_ASSIGNMENT_.
Look through the listing underneath for "host", and copy every line that has it.

_EXTRACTED RECORDS_.
Content starts

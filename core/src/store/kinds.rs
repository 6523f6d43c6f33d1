/*
 * kinds.rs
 * Copyright (C) 2026 The Oxio Authors
 *
 * This file is part of Oxio, an Open-Xchange backend for mapistore.
 *
 * Oxio is free software: you can redistribute it and/or modify
 * it under the terms of the GNU General Public License as published by
 * the Free Software Foundation, either version 3 of the License, or
 * (at your option) any later version.
 *
 * Oxio is distributed in the hope that it will be useful,
 * but WITHOUT ANY WARRANTY; without even the implied warranty of
 * MERCHANTABILITY or FITNESS FOR A PARTICULAR PURPOSE.  See the
 * GNU General Public License for more details.
 *
 * You should have received a copy of the GNU General Public License
 * along with Oxio.  If not, see <http://www.gnu.org/licenses/>.
 */

//! Table and query discriminants, using the host's numeric codes. Used by folders, tables and FFI.

use crate::store::error::OxioError;

/// Child category a table enumerates. Only folders have rows here.
#[derive(Debug, Clone, Copy, PartialEq, Eq, Hash)]
#[repr(u8)]
pub enum TableType {
    Folders = 1,
    Messages = 2,
    /// Folder associated information (hidden messages).
    Fai = 3,
    Rules = 4,
    Attachments = 5,
    Permissions = 6,
}

impl TableType {
    pub fn code(self) -> u8 {
        self as u8
    }

    /// True for the categories that always count zero and yield empty rows.
    /// Messages are listed but not enumerated, so they count here too.
    pub fn is_unsupported(self) -> bool {
        self != TableType::Folders
    }
}

impl TryFrom<u8> for TableType {
    type Error = OxioError;

    fn try_from(code: u8) -> Result<Self, Self::Error> {
        match code {
            1 => Ok(TableType::Folders),
            2 => Ok(TableType::Messages),
            3 => Ok(TableType::Fai),
            4 => Ok(TableType::Rules),
            5 => Ok(TableType::Attachments),
            6 => Ok(TableType::Permissions),
            other => Err(OxioError::invalid(format!("unknown table type {}", other))),
        }
    }
}

/// How the host intends to query a table. Accepted and ignored: rows are never filtered.
#[derive(Debug, Clone, Copy, PartialEq, Eq)]
#[repr(u8)]
pub enum QueryType {
    Prefiltered = 1,
    Livefiltered = 2,
}

impl TryFrom<u8> for QueryType {
    type Error = OxioError;

    fn try_from(code: u8) -> Result<Self, Self::Error> {
        match code {
            1 => Ok(QueryType::Prefiltered),
            2 => Ok(QueryType::Livefiltered),
            other => Err(OxioError::invalid(format!("unknown query type {}", other))),
        }
    }
}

Content ends

_THE ANSWER_.
//! Table and query discriminants, using the host's numeric codes. Used by folders, tables and FFI.
/// How the host intends to query a table. Accepted and ignored: rows are never filtered.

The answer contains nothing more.